ACTION ITEM ->
Whenever a line in the records below contains "push", pick it out.

Dataset entries:
◆ ◆ ◆ ◆

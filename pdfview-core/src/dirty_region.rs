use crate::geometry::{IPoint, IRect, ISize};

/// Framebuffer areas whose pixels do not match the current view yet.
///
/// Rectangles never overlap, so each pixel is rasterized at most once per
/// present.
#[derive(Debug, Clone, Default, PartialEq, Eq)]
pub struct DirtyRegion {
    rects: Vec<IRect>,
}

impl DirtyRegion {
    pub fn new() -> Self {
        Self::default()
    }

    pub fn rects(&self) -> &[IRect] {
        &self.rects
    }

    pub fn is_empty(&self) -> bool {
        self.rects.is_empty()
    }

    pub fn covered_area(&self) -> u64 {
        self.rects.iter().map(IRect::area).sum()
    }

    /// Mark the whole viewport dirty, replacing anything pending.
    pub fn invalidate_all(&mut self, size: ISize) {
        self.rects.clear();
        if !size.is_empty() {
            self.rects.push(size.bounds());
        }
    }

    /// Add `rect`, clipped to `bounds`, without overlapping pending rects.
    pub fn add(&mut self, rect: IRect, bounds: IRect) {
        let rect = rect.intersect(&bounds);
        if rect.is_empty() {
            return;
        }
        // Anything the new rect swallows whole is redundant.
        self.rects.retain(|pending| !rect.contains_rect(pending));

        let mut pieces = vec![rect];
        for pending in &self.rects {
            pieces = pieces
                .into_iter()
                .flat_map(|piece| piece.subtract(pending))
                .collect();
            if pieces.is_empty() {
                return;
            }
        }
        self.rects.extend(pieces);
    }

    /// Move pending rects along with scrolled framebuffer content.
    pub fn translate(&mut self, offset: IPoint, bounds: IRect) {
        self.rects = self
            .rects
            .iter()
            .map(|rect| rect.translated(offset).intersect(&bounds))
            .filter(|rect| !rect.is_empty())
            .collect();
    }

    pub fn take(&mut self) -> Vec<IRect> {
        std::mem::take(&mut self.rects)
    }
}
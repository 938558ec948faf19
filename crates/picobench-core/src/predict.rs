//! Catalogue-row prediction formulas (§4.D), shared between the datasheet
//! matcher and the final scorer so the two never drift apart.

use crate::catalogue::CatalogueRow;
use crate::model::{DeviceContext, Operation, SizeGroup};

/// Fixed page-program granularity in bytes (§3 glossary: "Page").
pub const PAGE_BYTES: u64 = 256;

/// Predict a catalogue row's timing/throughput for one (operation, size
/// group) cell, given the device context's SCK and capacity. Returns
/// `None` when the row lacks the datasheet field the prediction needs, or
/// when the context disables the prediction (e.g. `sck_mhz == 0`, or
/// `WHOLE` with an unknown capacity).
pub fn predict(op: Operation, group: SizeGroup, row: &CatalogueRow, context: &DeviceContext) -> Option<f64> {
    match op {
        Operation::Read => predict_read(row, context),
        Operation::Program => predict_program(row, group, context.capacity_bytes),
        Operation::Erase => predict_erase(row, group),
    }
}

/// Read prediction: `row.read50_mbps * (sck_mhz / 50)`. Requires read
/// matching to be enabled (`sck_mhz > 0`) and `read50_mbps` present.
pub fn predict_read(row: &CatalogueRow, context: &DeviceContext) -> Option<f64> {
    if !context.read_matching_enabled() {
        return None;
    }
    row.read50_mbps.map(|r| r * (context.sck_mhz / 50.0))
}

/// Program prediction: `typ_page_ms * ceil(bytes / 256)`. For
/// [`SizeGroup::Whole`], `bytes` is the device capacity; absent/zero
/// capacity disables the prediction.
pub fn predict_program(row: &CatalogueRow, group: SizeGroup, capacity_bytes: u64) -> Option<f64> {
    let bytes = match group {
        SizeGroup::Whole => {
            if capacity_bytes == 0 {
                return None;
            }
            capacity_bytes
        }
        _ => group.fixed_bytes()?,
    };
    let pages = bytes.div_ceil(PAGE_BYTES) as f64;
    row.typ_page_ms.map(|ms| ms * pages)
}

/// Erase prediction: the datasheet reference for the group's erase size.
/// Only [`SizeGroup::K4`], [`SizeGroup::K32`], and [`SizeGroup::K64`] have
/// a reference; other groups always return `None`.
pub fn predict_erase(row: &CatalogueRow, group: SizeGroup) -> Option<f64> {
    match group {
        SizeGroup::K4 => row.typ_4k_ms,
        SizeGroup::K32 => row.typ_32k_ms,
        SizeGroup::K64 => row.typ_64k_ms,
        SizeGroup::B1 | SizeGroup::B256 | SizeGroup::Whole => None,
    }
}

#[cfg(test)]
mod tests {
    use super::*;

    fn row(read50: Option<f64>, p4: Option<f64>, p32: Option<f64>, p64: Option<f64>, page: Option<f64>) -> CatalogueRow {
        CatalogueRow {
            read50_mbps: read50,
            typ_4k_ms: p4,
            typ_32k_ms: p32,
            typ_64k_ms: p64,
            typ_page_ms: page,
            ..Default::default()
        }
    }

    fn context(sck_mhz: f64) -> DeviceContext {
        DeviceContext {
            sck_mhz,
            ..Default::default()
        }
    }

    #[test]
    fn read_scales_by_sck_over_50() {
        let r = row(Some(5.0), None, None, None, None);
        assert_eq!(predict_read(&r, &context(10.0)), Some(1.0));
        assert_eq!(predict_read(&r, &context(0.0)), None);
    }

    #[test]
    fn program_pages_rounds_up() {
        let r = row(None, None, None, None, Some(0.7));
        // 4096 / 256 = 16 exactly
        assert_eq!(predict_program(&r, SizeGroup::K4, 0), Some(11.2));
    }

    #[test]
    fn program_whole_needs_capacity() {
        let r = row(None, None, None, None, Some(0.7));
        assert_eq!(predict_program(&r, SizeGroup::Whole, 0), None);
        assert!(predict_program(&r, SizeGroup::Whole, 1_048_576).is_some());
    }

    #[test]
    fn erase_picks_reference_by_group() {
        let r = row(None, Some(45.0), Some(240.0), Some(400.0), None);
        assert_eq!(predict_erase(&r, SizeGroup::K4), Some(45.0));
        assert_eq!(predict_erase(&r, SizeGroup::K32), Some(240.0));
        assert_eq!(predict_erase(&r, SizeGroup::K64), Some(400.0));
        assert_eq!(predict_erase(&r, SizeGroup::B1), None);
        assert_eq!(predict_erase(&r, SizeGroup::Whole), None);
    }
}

◆ ◆ ◆ ◆

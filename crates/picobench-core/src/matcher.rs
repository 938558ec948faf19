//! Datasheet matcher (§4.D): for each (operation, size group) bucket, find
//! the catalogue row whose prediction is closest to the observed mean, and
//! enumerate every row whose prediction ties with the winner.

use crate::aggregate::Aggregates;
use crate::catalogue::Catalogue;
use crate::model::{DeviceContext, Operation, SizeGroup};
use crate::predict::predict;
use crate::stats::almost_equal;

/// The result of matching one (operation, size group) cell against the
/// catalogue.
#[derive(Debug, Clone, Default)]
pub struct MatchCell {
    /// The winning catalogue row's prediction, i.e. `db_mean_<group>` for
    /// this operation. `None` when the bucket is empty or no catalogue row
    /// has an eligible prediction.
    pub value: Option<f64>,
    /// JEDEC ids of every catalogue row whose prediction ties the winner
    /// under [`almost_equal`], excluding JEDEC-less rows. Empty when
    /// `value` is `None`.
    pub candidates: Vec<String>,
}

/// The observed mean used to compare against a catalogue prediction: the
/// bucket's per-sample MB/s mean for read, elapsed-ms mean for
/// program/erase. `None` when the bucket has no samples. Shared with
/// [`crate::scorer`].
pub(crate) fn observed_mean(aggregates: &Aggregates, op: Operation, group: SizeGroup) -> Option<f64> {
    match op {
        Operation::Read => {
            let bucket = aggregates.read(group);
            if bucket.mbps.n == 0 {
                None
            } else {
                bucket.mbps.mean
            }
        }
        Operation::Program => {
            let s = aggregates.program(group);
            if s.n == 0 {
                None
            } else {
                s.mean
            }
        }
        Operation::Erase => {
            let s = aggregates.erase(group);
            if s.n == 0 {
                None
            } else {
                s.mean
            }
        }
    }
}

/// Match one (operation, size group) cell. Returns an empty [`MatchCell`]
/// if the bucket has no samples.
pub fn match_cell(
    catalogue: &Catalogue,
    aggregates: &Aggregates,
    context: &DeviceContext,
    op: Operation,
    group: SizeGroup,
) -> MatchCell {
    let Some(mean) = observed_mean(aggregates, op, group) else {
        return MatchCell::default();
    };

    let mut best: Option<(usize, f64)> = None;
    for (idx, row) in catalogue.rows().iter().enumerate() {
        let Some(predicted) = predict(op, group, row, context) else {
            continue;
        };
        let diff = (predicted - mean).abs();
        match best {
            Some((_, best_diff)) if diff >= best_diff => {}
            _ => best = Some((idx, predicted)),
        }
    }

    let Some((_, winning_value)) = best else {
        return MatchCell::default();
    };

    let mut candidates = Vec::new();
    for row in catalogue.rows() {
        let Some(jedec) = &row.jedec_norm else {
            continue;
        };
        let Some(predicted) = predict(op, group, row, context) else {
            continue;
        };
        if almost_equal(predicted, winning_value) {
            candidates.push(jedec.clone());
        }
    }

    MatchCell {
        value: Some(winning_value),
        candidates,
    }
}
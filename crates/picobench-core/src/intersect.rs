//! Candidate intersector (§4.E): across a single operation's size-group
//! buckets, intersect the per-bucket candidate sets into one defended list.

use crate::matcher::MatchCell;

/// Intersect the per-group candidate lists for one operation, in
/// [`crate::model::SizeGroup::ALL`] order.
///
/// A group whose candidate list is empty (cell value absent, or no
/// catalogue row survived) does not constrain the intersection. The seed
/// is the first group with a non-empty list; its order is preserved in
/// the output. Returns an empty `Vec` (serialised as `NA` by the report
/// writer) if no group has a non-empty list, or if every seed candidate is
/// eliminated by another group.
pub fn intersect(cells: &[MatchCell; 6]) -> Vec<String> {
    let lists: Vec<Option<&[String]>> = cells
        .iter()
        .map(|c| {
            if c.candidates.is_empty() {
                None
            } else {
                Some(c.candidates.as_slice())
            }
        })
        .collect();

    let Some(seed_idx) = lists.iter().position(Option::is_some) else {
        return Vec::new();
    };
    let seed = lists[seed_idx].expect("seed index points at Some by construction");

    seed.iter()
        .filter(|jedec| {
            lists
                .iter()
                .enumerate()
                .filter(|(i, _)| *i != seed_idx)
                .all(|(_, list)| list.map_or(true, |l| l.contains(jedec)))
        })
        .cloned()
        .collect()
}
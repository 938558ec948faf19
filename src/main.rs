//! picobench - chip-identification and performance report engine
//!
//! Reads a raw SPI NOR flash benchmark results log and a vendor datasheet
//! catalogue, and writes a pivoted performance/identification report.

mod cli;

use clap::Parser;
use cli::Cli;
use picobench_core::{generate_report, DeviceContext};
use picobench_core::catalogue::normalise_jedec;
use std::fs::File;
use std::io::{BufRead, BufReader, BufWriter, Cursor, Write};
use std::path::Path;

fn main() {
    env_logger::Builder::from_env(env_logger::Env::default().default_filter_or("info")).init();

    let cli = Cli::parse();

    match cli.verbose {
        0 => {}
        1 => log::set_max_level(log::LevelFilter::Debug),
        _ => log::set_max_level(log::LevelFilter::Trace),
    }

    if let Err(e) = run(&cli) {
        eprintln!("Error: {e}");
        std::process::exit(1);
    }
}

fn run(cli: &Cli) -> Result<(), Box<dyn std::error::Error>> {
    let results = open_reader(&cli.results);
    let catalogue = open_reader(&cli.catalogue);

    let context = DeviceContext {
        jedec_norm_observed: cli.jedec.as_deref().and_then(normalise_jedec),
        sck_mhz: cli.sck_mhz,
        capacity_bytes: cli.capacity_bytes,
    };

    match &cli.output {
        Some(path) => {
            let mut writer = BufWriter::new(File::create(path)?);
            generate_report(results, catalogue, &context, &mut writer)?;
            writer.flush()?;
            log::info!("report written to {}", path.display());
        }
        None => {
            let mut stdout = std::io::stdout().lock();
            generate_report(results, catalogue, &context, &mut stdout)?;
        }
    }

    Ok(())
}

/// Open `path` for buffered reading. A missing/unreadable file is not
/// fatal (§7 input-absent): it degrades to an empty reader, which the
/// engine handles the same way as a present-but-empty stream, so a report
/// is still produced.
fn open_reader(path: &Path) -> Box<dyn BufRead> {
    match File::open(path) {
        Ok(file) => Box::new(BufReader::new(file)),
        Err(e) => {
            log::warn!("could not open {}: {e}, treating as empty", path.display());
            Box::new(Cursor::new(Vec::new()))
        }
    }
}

◆ ◆ ◆ ◆

PROBLEM SOLUTION ->
            self.rects.push(size.bounds());
            candidates.push(jedec.clone());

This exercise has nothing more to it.